Task material: Begin
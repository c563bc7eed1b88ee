//! Response shape normalization.
//!
//! The service answers in several JSON shapes depending on endpoint and mode.
//! A [`Normalizer`] runs an ordered chain of [`ShapeRule`]s over the parsed
//! body; the first rule that recognizes the shape decides which URLs are
//! ready and which still need polling. New shapes are supported by adding a
//! rule, without touching call sites.

use crate::error::{Result, StudioError};
use crate::operations::OperationRequest;
use serde::Serialize;
use serde_json::Value;

/// What the caller asked for, as far as normalization is concerned.
#[derive(Debug, Clone, Copy, PartialEq, Eq, Default)]
pub struct NormalizeContext {
    /// Whether the submission was synchronous.
    pub sync: bool,
    /// Requested result count, if the operation takes one.
    pub requested: Option<usize>,
}

impl NormalizeContext {
    /// Builds the context for a submitted request.
    pub fn for_request(request: &OperationRequest) -> Self {
        Self {
            sync: request.is_sync(),
            requested: request.requested_results(),
        }
    }

    /// Synchronous context with no count limit.
    pub fn sync() -> Self {
        Self {
            sync: true,
            requested: None,
        }
    }

    /// Asynchronous context with no count limit.
    pub fn pending() -> Self {
        Self {
            sync: false,
            requested: None,
        }
    }

    /// Limits the number of URLs collected.
    pub fn with_requested(mut self, n: usize) -> Self {
        self.requested = Some(n);
        self
    }

    fn split(&self, urls: Vec<String>) -> (Vec<String>, Vec<String>) {
        if self.sync {
            (urls, Vec::new())
        } else {
            (Vec::new(), urls)
        }
    }
}

/// URLs extracted by a matching rule.
#[derive(Debug, Clone, Default, PartialEq, Eq)]
pub struct Extracted {
    /// URLs whose content is available now.
    pub ready: Vec<String>,
    /// URLs that must be polled.
    pub pending: Vec<String>,
}

/// One recognizable response shape.
pub trait ShapeRule: Send + Sync {
    /// Name recorded on the result when this rule matches.
    fn name(&self) -> &'static str;

    /// Returns `Some` if the response has this rule's shape.
    fn extract(&self, raw: &Value, ctx: &NormalizeContext) -> Option<Extracted>;
}

fn string_items(items: &[Value]) -> impl Iterator<Item = String> + '_ {
    items.iter().filter_map(Value::as_str).map(str::to_string)
}

/// `{"result_url": "..."}`: a single final URL.
#[derive(Debug, Clone, Copy, Default)]
pub struct ResultUrl;

impl ShapeRule for ResultUrl {
    fn name(&self) -> &'static str {
        "result_url"
    }

    fn extract(&self, raw: &Value, _ctx: &NormalizeContext) -> Option<Extracted> {
        let url = raw.get("result_url")?.as_str()?;
        Some(Extracted {
            ready: vec![url.to_string()],
            pending: Vec::new(),
        })
    }
}

/// `{"result_urls": [...]}`: final URLs.
#[derive(Debug, Clone, Copy, Default)]
pub struct ResultUrls;

impl ShapeRule for ResultUrls {
    fn name(&self) -> &'static str {
        "result_urls"
    }

    fn extract(&self, raw: &Value, _ctx: &NormalizeContext) -> Option<Extracted> {
        let items = raw.get("result_urls")?.as_array()?;
        Some(Extracted {
            ready: string_items(items).collect(),
            pending: Vec::new(),
        })
    }
}

/// `{"urls": [...]}`: final when synchronous, placeholders otherwise.
#[derive(Debug, Clone, Copy, Default)]
pub struct Urls;

impl ShapeRule for Urls {
    fn name(&self) -> &'static str {
        "urls"
    }

    fn extract(&self, raw: &Value, ctx: &NormalizeContext) -> Option<Extracted> {
        let items = raw.get("urls")?.as_array()?;
        let limit = ctx.requested.unwrap_or(usize::MAX);
        let urls = string_items(items).take(limit).collect();
        let (ready, pending) = ctx.split(urls);
        Some(Extracted { ready, pending })
    }
}

/// `{"result": [{"urls": [...]}, [...], ...]}`: grouped URLs, truncated to
/// the requested count.
#[derive(Debug, Clone, Copy, Default)]
pub struct ResultGroups;

impl ShapeRule for ResultGroups {
    fn name(&self) -> &'static str {
        "result"
    }

    fn extract(&self, raw: &Value, ctx: &NormalizeContext) -> Option<Extracted> {
        let groups = raw.get("result")?.as_array()?;
        let limit = ctx.requested.unwrap_or(usize::MAX);

        let mut urls = Vec::new();
        for group in groups {
            if urls.len() >= limit {
                break;
            }
            match group {
                Value::Object(obj) => {
                    if let Some(items) = obj.get("urls").and_then(Value::as_array) {
                        urls.extend(string_items(items));
                    }
                }
                Value::Array(items) => urls.extend(string_items(items)),
                _ => {}
            }
        }
        urls.truncate(limit);

        let (ready, pending) = ctx.split(urls);
        Some(Extracted { ready, pending })
    }
}

/// Normalized outcome of any operation.
#[derive(Debug, Clone, PartialEq, Serialize)]
pub struct CanonicalResult {
    /// URLs whose content is available now, in response order.
    pub ready_urls: Vec<String>,
    /// URLs that must be polled, in response order.
    pub pending_urls: Vec<String>,
    /// The unmodified response body.
    pub raw: Value,
    /// Name of the rule that recognized the response.
    pub shape: Option<&'static str>,
}

impl CanonicalResult {
    /// Wraps a response no rule recognized.
    pub fn unrecognized(raw: Value) -> Self {
        Self {
            ready_urls: Vec::new(),
            pending_urls: Vec::new(),
            raw,
            shape: None,
        }
    }

    /// Returns true if some rule recognized the response.
    pub fn is_recognized(&self) -> bool {
        self.shape.is_some()
    }

    /// Returns true if there are URLs still to poll.
    pub fn has_pending(&self) -> bool {
        !self.pending_urls.is_empty()
    }

    /// First ready URL, for single-image displays.
    pub fn first_ready(&self) -> Option<&str> {
        self.ready_urls.first().map(String::as_str)
    }

    /// Converts an unrecognized response into [`StudioError::Normalization`].
    pub fn into_recognized(self) -> Result<Self> {
        if self.is_recognized() {
            Ok(self)
        } else {
            Err(StudioError::Normalization { raw: self.raw })
        }
    }
}

/// Ordered chain of shape rules; first match wins.
pub struct Normalizer {
    rules: Vec<Box<dyn ShapeRule>>,
}

impl Default for Normalizer {
    fn default() -> Self {
        Self {
            rules: vec![
                Box::new(ResultUrl),
                Box::new(ResultUrls),
                Box::new(Urls),
                Box::new(ResultGroups),
            ],
        }
    }
}

impl std::fmt::Debug for Normalizer {
    fn fmt(&self, f: &mut std::fmt::Formatter<'_>) -> std::fmt::Result {
        f.debug_list()
            .entries(self.rules.iter().map(|r| r.name()))
            .finish()
    }
}

impl Normalizer {
    /// Creates the default chain.
    pub fn new() -> Self {
        Self::default()
    }

    /// Creates a chain with no rules.
    pub fn empty() -> Self {
        Self { rules: Vec::new() }
    }

    /// Appends a rule with the lowest precedence.
    pub fn with_rule(mut self, rule: impl ShapeRule + 'static) -> Self {
        self.rules.push(Box::new(rule));
        self
    }

    /// Inserts a rule at `index` (0 is highest precedence).
    pub fn insert_rule(&mut self, index: usize, rule: impl ShapeRule + 'static) {
        let index = index.min(self.rules.len());
        self.rules.insert(index, Box::new(rule));
    }

    /// Rule names in precedence order.
    pub fn rule_names(&self) -> Vec<&'static str> {
        self.rules.iter().map(|r| r.name()).collect()
    }

    /// Normalizes a response. Never fails; see [`CanonicalResult::into_recognized`].
    pub fn normalize(&self, raw: Value, ctx: &NormalizeContext) -> CanonicalResult {
        for rule in &self.rules {
            if let Some(extracted) = rule.extract(&raw, ctx) {
                tracing::debug!(
                    shape = rule.name(),
                    ready = extracted.ready.len(),
                    pending = extracted.pending.len(),
                    "normalized response"
                );
                return CanonicalResult {
                    ready_urls: extracted.ready,
                    pending_urls: extracted.pending,
                    raw,
                    shape: Some(rule.name()),
                };
            }
        }

        tracing::warn!("response matched no known shape");
        CanonicalResult::unrecognized(raw)
    }
}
Task material: End
Task goal: Go through the data above and copy each line that holds the word "Normalizer".

Written solution:
//! A [`Normalizer`] runs an ordered chain of [`ShapeRule`]s over the parsed
pub struct Normalizer {
impl Default for Normalizer {
impl std::fmt::Debug for Normalizer {
impl Normalizer {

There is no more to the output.